Unfortunately, we didn't get a chance to do that because when when I put the stock file back onto the car, instead of it giving me a fault code for a blocked DPF, it just automatically started doing a regen, so it got rid of the the soot, which was causing the blockage, and it also got rid of the pressure, which would have been causing the turbo underboost.
Um So, basically, by flashing it back to stock, it's got it's sorted itself out, basically, in that sense.
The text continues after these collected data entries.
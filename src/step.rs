//! Step
//!
//! The lifecycle node every part of an experiment tree is built from. A step
//! is entered, activated zero or more times, and left, each phase carrying
//! the [`TimePoint`] it applies to.
//!
//! Transitions are validated when called and dispatched later through the
//! event loop: first the [`StepHooks`] of the step, then its observers in
//! connection order, then the behavior of the variant (trial, loop or
//! stepping stones). A lifecycle callback never runs nested inside another.

use crate::dispatch::Dispatcher;
use crate::error::{Operation, StepError, StepResult};
use crate::signal::{HandlerId, Signal};
use crate::step_loop::{Loop, LoopData};
use crate::stepping_stones::{SteppingStones, StonesData};
use crate::time::TimePoint;
use std::cell::RefCell;
use std::fmt;
use std::rc::{Rc, Weak};
use std::sync::atomic::{AtomicU64, Ordering};
use tracing::{debug, trace, warn};

static STEP_ID_COUNTER: AtomicU64 = AtomicU64::new(0);

fn next_step_id() -> u64 {
    STEP_ID_COUNTER.fetch_add(1, Ordering::SeqCst)
}

/// Where a step is in its lifecycle.
#[derive(Clone, Copy, Debug, Default, PartialEq, Eq)]
pub enum StepState {
    #[default]
    Idle,
    Entered,
    Left,
}

impl fmt::Display for StepState {
    fn fmt(&self, f: &mut fmt::Formatter<'_>) -> fmt::Result {
        match self {
            StepState::Idle => write!(f, "idle"),
            StepState::Entered => write!(f, "entered"),
            StepState::Left => write!(f, "left"),
        }
    }
}

/// Lifecycle extension points of a step.
///
/// Each hook runs before the observers of the same phase. All methods do
/// nothing by default, so implementors pick the phases they care about.
pub trait StepHooks {
    fn on_enter(&mut self, _step: &Step, _tp: TimePoint) {}

    fn on_activate(&mut self, _step: &Step, _tp: TimePoint) {}

    /// Only called for loops, once per iteration, before the iteration
    /// observers.
    fn on_iteration(&mut self, _step: &Loop, _index: i64, _tp: TimePoint) {}

    fn on_leave(&mut self, _step: &Step, _tp: TimePoint) {}
}

/// Observer of the enter, activate and leave phases.
pub type StepHandler = dyn Fn(&Step, TimePoint);

#[derive(Clone)]
pub(crate) enum StepKind {
    Trial,
    Loop(Rc<RefCell<LoopData>>),
    SteppingStones(Rc<RefCell<StonesData>>),
}

impl StepKind {
    fn label(&self) -> &'static str {
        match self {
            StepKind::Trial => "Trial",
            StepKind::Loop(_) => "Loop",
            StepKind::SteppingStones(_) => "SteppingStones",
        }
    }
}

struct StepInner {
    id: u64,
    name: String,
    state: StepState,
    parent: Option<Weak<RefCell<StepInner>>>,
    dispatcher: Dispatcher,
    kind: StepKind,
    hooks: Option<Box<dyn StepHooks>>,
    /// Set while an activation's hooks, observers and variant logic run.
    activating: bool,
    enter_signal: Signal<StepHandler>,
    activate_signal: Signal<StepHandler>,
    leave_signal: Signal<StepHandler>,
}

/// Shared handle to a step. Clones refer to the same step.
///
/// A parent owns its children; the child only keeps a weak back-reference.
#[derive(Clone)]
pub struct Step(Rc<RefCell<StepInner>>);

impl Step {
    pub(crate) fn with_kind(dispatcher: &Dispatcher, kind: StepKind) -> Self {
        Self(Rc::new(RefCell::new(StepInner {
            id: next_step_id(),
            name: String::new(),
            state: StepState::Idle,
            parent: None,
            dispatcher: dispatcher.clone(),
            kind,
            hooks: None,
            activating: false,
            enter_signal: Signal::new(),
            activate_signal: Signal::new(),
            leave_signal: Signal::new(),
        })))
    }

    /// Get the step ID.
    pub fn id(&self) -> u64 {
        self.0.borrow().id
    }

    pub fn name(&self) -> String {
        self.0.borrow().name.clone()
    }

    pub fn set_name(&self, name: impl Into<String>) {
        self.0.borrow_mut().name = name.into();
    }

    pub fn state(&self) -> StepState {
        self.0.borrow().state
    }

    /// True between enter and leave.
    pub fn is_active(&self) -> bool {
        self.state() == StepState::Entered
    }

    pub fn parent(&self) -> Option<Step> {
        self.0.borrow().parent.as_ref().and_then(Weak::upgrade).map(Step)
    }

    pub fn dispatcher(&self) -> Dispatcher {
        self.0.borrow().dispatcher.clone()
    }

    /// A handle that does not keep the step alive. Observers that refer back
    /// to their own tree should hold one of these.
    pub fn downgrade(&self) -> WeakStep {
        WeakStep(Rc::downgrade(&self.0))
    }

    /// Whether both handles refer to the same step.
    pub fn ptr_eq(&self, other: &Step) -> bool {
        Rc::ptr_eq(&self.0, &other.0)
    }

    /// Install the lifecycle hooks, replacing any previous ones.
    pub fn set_hooks(&self, hooks: impl StepHooks + 'static) {
        self.0.borrow_mut().hooks = Some(Box::new(hooks));
    }

    pub fn clear_hooks(&self) {
        self.0.borrow_mut().hooks = None;
    }

    pub fn as_loop(&self) -> Option<Loop> {
        match self.kind() {
            StepKind::Loop(data) => Some(Loop::from_parts(self.clone(), data)),
            _ => None,
        }
    }

    pub fn as_stepping_stones(&self) -> Option<SteppingStones> {
        match self.kind() {
            StepKind::SteppingStones(data) => Some(SteppingStones::from_parts(self.clone(), data)),
            _ => None,
        }
    }

    pub fn is_trial(&self) -> bool {
        matches!(self.kind(), StepKind::Trial)
    }

    pub fn connect_enter(&self, handler: impl Fn(&Step, TimePoint) + 'static) -> HandlerId {
        self.0.borrow().enter_signal.connect(Rc::new(handler))
    }

    pub fn connect_activate(&self, handler: impl Fn(&Step, TimePoint) + 'static) -> HandlerId {
        self.0.borrow().activate_signal.connect(Rc::new(handler))
    }

    pub fn connect_leave(&self, handler: impl Fn(&Step, TimePoint) + 'static) -> HandlerId {
        self.0.borrow().leave_signal.connect(Rc::new(handler))
    }

    /// Remove an observer connected to any phase of this step.
    pub fn disconnect(&self, id: HandlerId) -> bool {
        let removed = {
            let inner = self.0.borrow();
            inner.enter_signal.disconnect(id)
                || inner.activate_signal.disconnect(id)
                || inner.leave_signal.disconnect(id)
        };
        removed || self.as_loop().is_some_and(|lp| lp.disconnect_iteration(id))
    }

    /// Enter the step at `tp`.
    ///
    /// # Errors
    ///
    /// Returns [`StepError::InvalidTransition`] if the step is already
    /// entered.
    pub fn enter(&self, tp: TimePoint) -> StepResult<()> {
        let state = self.state();
        if state == StepState::Entered {
            return Err(self.transition_error(Operation::Enter, "it is already entered"));
        }
        self.0.borrow_mut().state = StepState::Entered;
        match self.kind() {
            StepKind::Trial => {}
            StepKind::Loop(data) => data.borrow_mut().reset_for_entry(),
            StepKind::SteppingStones(data) => data.borrow_mut().reset_for_entry(),
        }

        debug!(step = %self, %tp, "enter");
        let step = self.clone();
        self.dispatcher().invoke_soon(move || step.dispatch_enter(tp));
        Ok(())
    }

    /// Activate the step at `tp`.
    ///
    /// For a loop this finishes the current iteration; for stepping stones it
    /// enters the selected child or leaves.
    ///
    /// # Errors
    ///
    /// Returns [`StepError::InvalidTransition`] if the step is not entered,
    /// or if it is a container whose current child is still entered. A
    /// container with children also refuses activation from its own hooks
    /// and observers, since the activation being dispatched is about to
    /// enter a child.
    pub fn activate(&self, tp: TimePoint) -> StepResult<()> {
        let state = self.state();
        if state != StepState::Entered {
            return Err(self.transition_error(Operation::Activate, format!("it is {state}")));
        }
        if let Some(child) = self.active_child() {
            if child.is_active() {
                return Err(self.transition_error(
                    Operation::Activate,
                    format!("its child {child} is still entered"),
                ));
            }
        }
        if self.0.borrow().activating && self.has_children() {
            return Err(self.transition_error(
                Operation::Activate,
                "its current activation is still being dispatched",
            ));
        }

        trace!(step = %self, %tp, "activate requested");
        let step = self.clone();
        self.dispatcher().invoke_soon(move || step.dispatch_activate(tp));
        Ok(())
    }

    /// Leave the step at `tp`. Once the leave is dispatched, the parent is
    /// activated with the same time point.
    ///
    /// # Errors
    ///
    /// Returns [`StepError::InvalidTransition`] if the step is not entered.
    pub fn leave(&self, tp: TimePoint) -> StepResult<()> {
        let state = self.state();
        if state != StepState::Entered {
            return Err(self.transition_error(Operation::Leave, format!("it is {state}")));
        }
        self.0.borrow_mut().state = StepState::Left;

        debug!(step = %self, %tp, "leave");
        let step = self.clone();
        self.dispatcher().invoke_soon(move || step.dispatch_leave(tp));
        Ok(())
    }

    /// Index of a loop up the ancestor chain, starting at this step.
    ///
    /// Only loops are counted: `0` is the nearest loop (this step itself if it
    /// is one), `1` the loop enclosing that one, and so on.
    ///
    /// # Errors
    ///
    /// Returns [`StepError::NoSuchLoop`] if there are not enough loops.
    pub fn get_loop_index(&self, levels_up: usize) -> StepResult<i64> {
        let mut remaining = levels_up;
        let mut cursor = Some(self.clone());
        while let Some(step) = cursor {
            if let Some(lp) = step.as_loop() {
                if remaining == 0 {
                    return Ok(lp.index());
                }
                remaining -= 1;
            }
            cursor = step.parent();
        }
        Err(StepError::NoSuchLoop { levels_up })
    }

    /// Indices of every enclosing loop, outermost first.
    pub fn get_loop_indices(&self) -> Vec<i64> {
        let mut indices = Vec::new();
        let mut cursor = Some(self.clone());
        while let Some(step) = cursor {
            if let Some(lp) = step.as_loop() {
                indices.push(lp.index());
            }
            cursor = step.parent();
        }
        indices.reverse();
        indices
    }

    /// Record `parent` as the owner of this step.
    pub(crate) fn attach_to(&self, parent: &Step) -> StepResult<()> {
        let mut cursor = Some(parent.clone());
        while let Some(ancestor) = cursor {
            if ancestor.ptr_eq(self) {
                return Err(StepError::Cycle {
                    step: self.to_string(),
                });
            }
            cursor = ancestor.parent();
        }
        if self.parent().is_some() {
            return Err(StepError::AlreadyParented {
                step: self.to_string(),
            });
        }
        self.0.borrow_mut().parent = Some(Rc::downgrade(&parent.0));
        Ok(())
    }

    pub(crate) fn detach(&self) {
        self.0.borrow_mut().parent = None;
    }

    fn kind(&self) -> StepKind {
        self.0.borrow().kind.clone()
    }

    /// The child whose leave this step is waiting on, if any.
    fn active_child(&self) -> Option<Step> {
        match self.kind() {
            StepKind::Trial => None,
            StepKind::Loop(data) => data.borrow().child.clone(),
            StepKind::SteppingStones(data) => data.borrow().current_step(),
        }
    }

    fn has_children(&self) -> bool {
        match self.kind() {
            StepKind::Trial => false,
            StepKind::Loop(data) => data.borrow().child.is_some(),
            StepKind::SteppingStones(data) => data.borrow().has_steps(),
        }
    }

    fn set_activating(&self, activating: bool) {
        self.0.borrow_mut().activating = activating;
    }

    fn transition_error(&self, operation: Operation, reason: impl Into<String>) -> StepError {
        StepError::InvalidTransition {
            step: self.to_string(),
            operation,
            reason: reason.into(),
        }
    }

    /// Run a hook with the hooks taken out of the step, so the hook itself
    /// may use the step freely.
    pub(crate) fn run_hook(&self, f: impl FnOnce(&mut dyn StepHooks)) {
        let hooks = self.0.borrow_mut().hooks.take();
        if let Some(mut hooks) = hooks {
            f(hooks.as_mut());
            let mut inner = self.0.borrow_mut();
            // A hook may have installed replacements.
            if inner.hooks.is_none() {
                inner.hooks = Some(hooks);
            }
        }
    }

    fn emit(&self, select: impl Fn(&StepInner) -> &Signal<StepHandler>, tp: TimePoint) {
        let inner = self.0.borrow();
        let handlers = select(&*inner).snapshot();
        drop(inner);
        for handler in handlers {
            handler(self, tp);
        }
    }

    fn dispatch_enter(&self, tp: TimePoint) {
        trace!(step = %self, %tp, "dispatching enter");
        self.run_hook(|hooks| hooks.on_enter(self, tp));
        self.emit(|inner| &inner.enter_signal, tp);

        if self.is_active() {
            self.dispatch_activate(tp);
        } else {
            trace!(step = %self, "left during enter, skipping activation");
        }
    }

    fn dispatch_activate(&self, tp: TimePoint) {
        if !self.is_active() {
            trace!(step = %self, "no longer entered, skipping activation");
            return;
        }
        // The child may have been entered after this activation was queued.
        if let Some(child) = self.active_child().filter(Step::is_active) {
            warn!(step = %self, %child, %tp, "child still entered, activation dropped");
            return;
        }
        trace!(step = %self, %tp, "dispatching activate");
        self.set_activating(true);
        self.run_hook(|hooks| hooks.on_activate(self, tp));
        self.emit(|inner| &inner.activate_signal, tp);

        if self.is_active() {
            match self.kind() {
                StepKind::Trial => {}
                StepKind::Loop(data) => Loop::from_parts(self.clone(), data).iterate(tp),
                StepKind::SteppingStones(data) => {
                    SteppingStones::from_parts(self.clone(), data).advance(tp)
                }
            }
        }
        self.set_activating(false);
    }

    fn dispatch_leave(&self, tp: TimePoint) {
        trace!(step = %self, %tp, "dispatching leave");
        self.run_hook(|hooks| hooks.on_leave(self, tp));
        self.emit(|inner| &inner.leave_signal, tp);

        if let StepKind::SteppingStones(data) = self.kind() {
            data.borrow_mut().clear_selection();
        }

        if let Some(parent) = self.parent() {
            if let Err(e) = parent.activate(tp) {
                warn!(step = %self, %parent, error = %e, "could not resume parent after leave");
            }
        }
    }
}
But, the main issue here with this car is P200200.
Obviously, somebody's tried to resolve that by deleting fault codes and doing remapping.
It's like basically DPF off but they've tried not to do DPF off or or a DPF delete. They've tried to manipulate the software to get rid of the faults but the DPF still work but obviously clearly it didn't.
Now um I know a lot of people are trying to copy the video that I've done but this software that I'm using is not available anywhere. It's It's I'm I'm the only person at the moment who can get this software to be able to get the car to work and not give you the P200 code which is opening the parameters basically and letting the car assume that everything's okay because the EGR cooler is the main issue with these cars as you as you know but um problem I'm having now is everyone wants to copy me um and there's an old saying what is it um you can duplicate but not replicate.
That's what someone's tried to do.
They've tried to duplicate what I've done here I think and done it incorrectly. Anyway, so the car is now fixed and we will move on from here.
Right, so that's it. All finished on the Audi A6. See you in the next video.